• _Problem details_:
Every line of the data below should be retyped exactly.

Collected data

//! Error types for the sync engine.

use thiserror::Error;

/// Result type for sync operations.
pub type SyncResult<T> = Result<T, SyncError>;

/// Errors that can occur during sync operations.
#[derive(Error, Debug)]
pub enum SyncError {
    /// Network or transport error.
    #[error("transport error: {message}")]
    Transport {
        /// Error message.
        message: String,
        /// Whether the operation can be retried.
        retryable: bool,
    },

    /// Authentication failed or no credentials are available.
    #[error("authentication failed: {0}")]
    AuthenticationFailed(String),

    /// Server rejected the request.
    #[error("server error: {0}")]
    ServerError(String),

    /// The remote payload is not a valid snapshot.
    #[error("malformed remote payload: {0}")]
    MalformedPayload(String),

    /// Local store error.
    #[error("store error: {0}")]
    Store(#[from] tasksync_store::StoreError),

    /// Snapshot encoding error.
    #[error("model error: {0}")]
    Model(#[from] tasksync_model::ModelError),

    /// Timeout.
    #[error("operation timed out")]
    Timeout,

    /// Not connected.
    #[error("not connected to remote")]
    NotConnected,

    /// The next version does not fit in a `u64`.
    #[error("version counter overflow")]
    VersionOverflow,

    /// A merge produced a version that does not advance past the sync point.
    #[error("merge produced stale version {got}, expected above {expected_above}")]
    StaleMerge {
        /// The version the merge had to exceed.
        expected_above: u64,
        /// The version the merge produced.
        got: u64,
    },

    /// A sync cycle is already running.
    #[error("a sync cycle is already running")]
    Busy,

    /// `resolve_conflict` was called with no merge awaiting review.
    #[error("no merged conflict awaiting review")]
    NoConflictPending,

    /// OAuth flow error (state mismatch, token endpoint rejection).
    #[error("oauth error: {0}")]
    OAuth(String),
}

impl SyncError {
    /// Creates a retryable transport error.
    pub fn transport_retryable(message: impl Into<String>) -> Self {
        Self::Transport {
            message: message.into(),
            retryable: true,
        }
    }

    /// Creates a non-retryable transport error.
    pub fn transport_fatal(message: impl Into<String>) -> Self {
        Self::Transport {
            message: message.into(),
            retryable: false,
        }
    }

    /// Creates a malformed-payload error.
    pub fn malformed(message: impl Into<String>) -> Self {
        Self::MalformedPayload(message.into())
    }

    /// Returns true if this error can be retried.
    pub fn is_retryable(&self) -> bool {
        match self {
            SyncError::Transport { retryable, .. } => *retryable,
            SyncError::Timeout => true,
            SyncError::ServerError(_) => true,
            _ => false,
        }
    }

    /// Returns true if the remote payload could not be decoded.
    pub fn is_malformed_payload(&self) -> bool {
        match self {
            SyncError::MalformedPayload(_) => true,
            SyncError::Model(e) => e.is_malformed(),
            _ => false,
        }
    }
}

#[cfg(test)]
mod tests {
    use super::*;
    use tasksync_model::ModelError;

    #[test]
    fn retryable_errors() {
        assert!(SyncError::transport_retryable("connection lost").is_retryable());
        assert!(!SyncError::transport_fatal("invalid certificate").is_retryable());
        assert!(SyncError::Timeout.is_retryable());
        assert!(SyncError::ServerError("internal error".into()).is_retryable());
        assert!(!SyncError::AuthenticationFailed("expired".into()).is_retryable());
        assert!(!SyncError::malformed("[]").is_retryable());
    }

    #[test]
    fn malformed_detection() {
        assert!(SyncError::malformed("bad json").is_malformed_payload());
        assert!(SyncError::from(ModelError::malformed("x")).is_malformed_payload());
        assert!(!SyncError::NotConnected.is_malformed_payload());
    }

    #[test]
    fn error_display() {
        let err = SyncError::NotConnected;
        assert_eq!(err.to_string(), "not connected to remote");

        let err = SyncError::StaleMerge {
            expected_above: 4,
            got: 4,
        };
        assert!(err.to_string().contains("stale version 4"));
    }
}
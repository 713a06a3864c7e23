//! Conflict classification.
//!
//! Maps a (local, remote, marker) triple to exactly one [`SyncAction`].

use std::fmt;
use tasksync_model::Snapshot;
use tasksync_store::SyncMarker;

/// What a sync cycle does with the local and remote snapshots.
#[derive(Debug, Clone, Copy, PartialEq, Eq, Hash)]
pub enum SyncAction {
    /// Nothing to do.
    Noop,
    /// Push the local snapshot.
    UploadOnly,
    /// Replace the local snapshot with the remote one.
    TakeRemote,
    /// Both sides changed since the sync point; merge them.
    Merge,
}

impl SyncAction {
    /// Stable lowercase name, used in logs and CLI output.
    pub fn as_str(&self) -> &'static str {
        match self {
            SyncAction::Noop => "noop",
            SyncAction::UploadOnly => "upload-only",
            SyncAction::TakeRemote => "take-remote",
            SyncAction::Merge => "merge",
        }
    }

    /// Returns true if the action writes to the remote.
    pub fn pushes(&self) -> bool {
        matches!(self, SyncAction::UploadOnly | SyncAction::Merge)
    }
}

impl fmt::Display for SyncAction {
    fn fmt(&self, f: &mut fmt::Formatter<'_>) -> fmt::Result {
        f.write_str(self.as_str())
    }
}

/// Decides what to do with a local and a remote snapshot.
///
/// Rules, first match wins:
/// 1. no remote: upload if there is a local snapshot, otherwise nothing
/// 2. no local: take remote
/// 3. never synced (`last_version == 0`) and the remote holds real data:
///    take remote, so a new device cannot overwrite an existing remote
/// 4. remote advanced, local modified after the sync point, and a sync point
///    exists: merge
/// 5. remote advanced: take remote (local was only stale)
/// 6. newer `last_modified` wins; local winning means upload, a tie means
///    nothing to do
///
/// Rule 3 tests `last_version` rather than `last_synced_at`, so a tracker with
/// a version but no time is not treated as a fresh device.
pub fn classify(
    local: Option<&Snapshot>,
    remote: Option<&Snapshot>,
    marker: SyncMarker,
) -> SyncAction {
    let Some(remote) = remote else {
        return if local.is_some() {
            SyncAction::UploadOnly
        } else {
            SyncAction::Noop
        };
    };
    let Some(local) = local else {
        return SyncAction::TakeRemote;
    };

    if marker.last_version == 0 && remote.version > 0 && !remote.is_blank() {
        return SyncAction::TakeRemote;
    }

    let remote_advanced = remote.version > marker.last_version;
    if remote_advanced
        && local.last_modified > marker.last_synced_at
        && marker.last_synced_at > 0
    {
        return SyncAction::Merge;
    }
    if remote_advanced {
        return SyncAction::TakeRemote;
    }

    match local.last_modified.cmp(&remote.last_modified) {
        std::cmp::Ordering::Greater => SyncAction::UploadOnly,
        std::cmp::Ordering::Less => SyncAction::TakeRemote,
        std::cmp::Ordering::Equal => SyncAction::Noop,
    }
}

• _The answer_:
//! Error types for the sync engine.

use thiserror::Error;

/// Result type for sync operations.
pub type SyncResult<T> = Result<T, SyncError>;

/// Errors that can occur during sync operations.
#[derive(Error, Debug)]
pub enum SyncError {
    /// Network or transport error.
    #[error("transport error: {message}")]
    Transport {
        /// Error message.
        message: String,
        /// Whether the operation can be retried.
        retryable: bool,
    },

    /// Authentication failed or no credentials are available.
    #[error("authentication failed: {0}")]
    AuthenticationFailed(String),

    /// Server rejected the request.
    #[error("server error: {0}")]
    ServerError(String),

    /// The remote payload is not a valid snapshot.
    #[error("malformed remote payload: {0}")]
    MalformedPayload(String),

    /// Local store error.
    #[error("store error: {0}")]
    Store(#[from] tasksync_store::StoreError),

    /// Snapshot encoding error.
    #[error("model error: {0}")]
    Model(#[from] tasksync_model::ModelError),

    /// Timeout.
    #[error("operation timed out")]
    Timeout,

    /// Not connected.
    #[error("not connected to remote")]
    NotConnected,

    /// The next version does not fit in a `u64`.
    #[error("version counter overflow")]
    VersionOverflow,

    /// A merge produced a version that does not advance past the sync point.
    #[error("merge produced stale version {got}, expected above {expected_above}")]
    StaleMerge {
        /// The version the merge had to exceed.
        expected_above: u64,
        /// The version the merge produced.
        got: u64,
    },

    /// A sync cycle is already running.
    #[error("a sync cycle is already running")]
    Busy,

    /// `resolve_conflict` was called with no merge awaiting review.
    #[error("no merged conflict awaiting review")]
    NoConflictPending,

    /// OAuth flow error (state mismatch, token endpoint rejection).
    #[error("oauth error: {0}")]
    OAuth(String),
}

impl SyncError {
    /// Creates a retryable transport error.
    pub fn transport_retryable(message: impl Into<String>) -> Self {
        Self::Transport {
            message: message.into(),
            retryable: true,
        }
    }

    /// Creates a non-retryable transport error.
    pub fn transport_fatal(message: impl Into<String>) -> Self {
        Self::Transport {
            message: message.into(),
            retryable: false,
        }
    }

    /// Creates a malformed-payload error.
    pub fn malformed(message: impl Into<String>) -> Self {
        Self::MalformedPayload(message.into())
    }

    /// Returns true if this error can be retried.
    pub fn is_retryable(&self) -> bool {
        match self {
            SyncError::Transport { retryable, .. } => *retryable,
            SyncError::Timeout => true,
            SyncError::ServerError(_) => true,
            _ => false,
        }
    }

    /// Returns true if the remote payload could not be decoded.
    pub fn is_malformed_payload(&self) -> bool {
        match self {
            SyncError::MalformedPayload(_) => true,
            SyncError::Model(e) => e.is_malformed(),
            _ => false,
        }
    }
}

#[cfg(test)]
mod tests {
    use super::*;
    use tasksync_model::ModelError;

    #[test]
    fn retryable_errors() {
        assert!(SyncError::transport_retryable("connection lost").is_retryable());
        assert!(!SyncError::transport_fatal("invalid certificate").is_retryable());
        assert!(SyncError::Timeout.is_retryable());
        assert!(SyncError::ServerError("internal error".into()).is_retryable());
        assert!(!SyncError::AuthenticationFailed("expired".into()).is_retryable());
        assert!(!SyncError::malformed("[]").is_retryable());
    }

    #[test]
    fn malformed_detection() {
        assert!(SyncError::malformed("bad json").is_malformed_payload());
        assert!(SyncError::from(ModelError::malformed("x")).is_malformed_payload());
        assert!(!SyncError::NotConnected.is_malformed_payload());
    }

    #[test]
    fn error_display() {
        let err = SyncError::NotConnected;
        assert_eq!(err.to_string(), "not connected to remote");

        let err = SyncError::StaleMerge {
            expected_above: 4,
            got: 4,
        };
        assert!(err.to_string().contains("stale version 4"));
    }
}
repository 713a06a3864c7e23
//! Conflict classification.
//!
//! Maps a (local, remote, marker) triple to exactly one [`SyncAction`].

use std::fmt;
use tasksync_model::Snapshot;
use tasksync_store::SyncMarker;

/// What a sync cycle does with the local and remote snapshots.
#[derive(Debug, Clone, Copy, PartialEq, Eq, Hash)]
pub enum SyncAction {
    /// Nothing to do.
    Noop,
    /// Push the local snapshot.
    UploadOnly,
    /// Replace the local snapshot with the remote one.
    TakeRemote,
    /// Both sides changed since the sync point; merge them.
    Merge,
}

impl SyncAction {
    /// Stable lowercase name, used in logs and CLI output.
    pub fn as_str(&self) -> &'static str {
        match self {
            SyncAction::Noop => "noop",
            SyncAction::UploadOnly => "upload-only",
            SyncAction::TakeRemote => "take-remote",
            SyncAction::Merge => "merge",
        }
    }

    /// Returns true if the action writes to the remote.
    pub fn pushes(&self) -> bool {
        matches!(self, SyncAction::UploadOnly | SyncAction::Merge)
    }
}

impl fmt::Display for SyncAction {
    fn fmt(&self, f: &mut fmt::Formatter<'_>) -> fmt::Result {
        f.write_str(self.as_str())
    }
}

/// Decides what to do with a local and a remote snapshot.
///
/// Rules, first match wins:
/// 1. no remote: upload if there is a local snapshot, otherwise nothing
/// 2. no local: take remote
/// 3. never synced (`last_version == 0`) and the remote holds real data:
///    take remote, so a new device cannot overwrite an existing remote
/// 4. remote advanced, local modified after the sync point, and a sync point
///    exists: merge
/// 5. remote advanced: take remote (local was only stale)
/// 6. newer `last_modified` wins; local winning means upload, a tie means
///    nothing to do
///
/// Rule 3 tests `last_version` rather than `last_synced_at`, so a tracker with
/// a version but no time is not treated as a fresh device.
pub fn classify(
    local: Option<&Snapshot>,
    remote: Option<&Snapshot>,
    marker: SyncMarker,
) -> SyncAction {
    let Some(remote) = remote else {
        return if local.is_some() {
            SyncAction::UploadOnly
        } else {
            SyncAction::Noop
        };
    };
    let Some(local) = local else {
        return SyncAction::TakeRemote;
    };

    if marker.last_version == 0 && remote.version > 0 && !remote.is_blank() {
        return SyncAction::TakeRemote;
    }

    let remote_advanced = remote.version > marker.last_version;
    if remote_advanced
        && local.last_modified > marker.last_synced_at
        && marker.last_synced_at > 0
    {
        return SyncAction::Merge;
    }
    if remote_advanced {
        return SyncAction::TakeRemote;
    }

    match local.last_modified.cmp(&remote.last_modified) {
        std::cmp::Ordering::Greater => SyncAction::UploadOnly,
        std::cmp::Ordering::Less => SyncAction::TakeRemote,
        std::cmp::Ordering::Equal => SyncAction::Noop,
    }
}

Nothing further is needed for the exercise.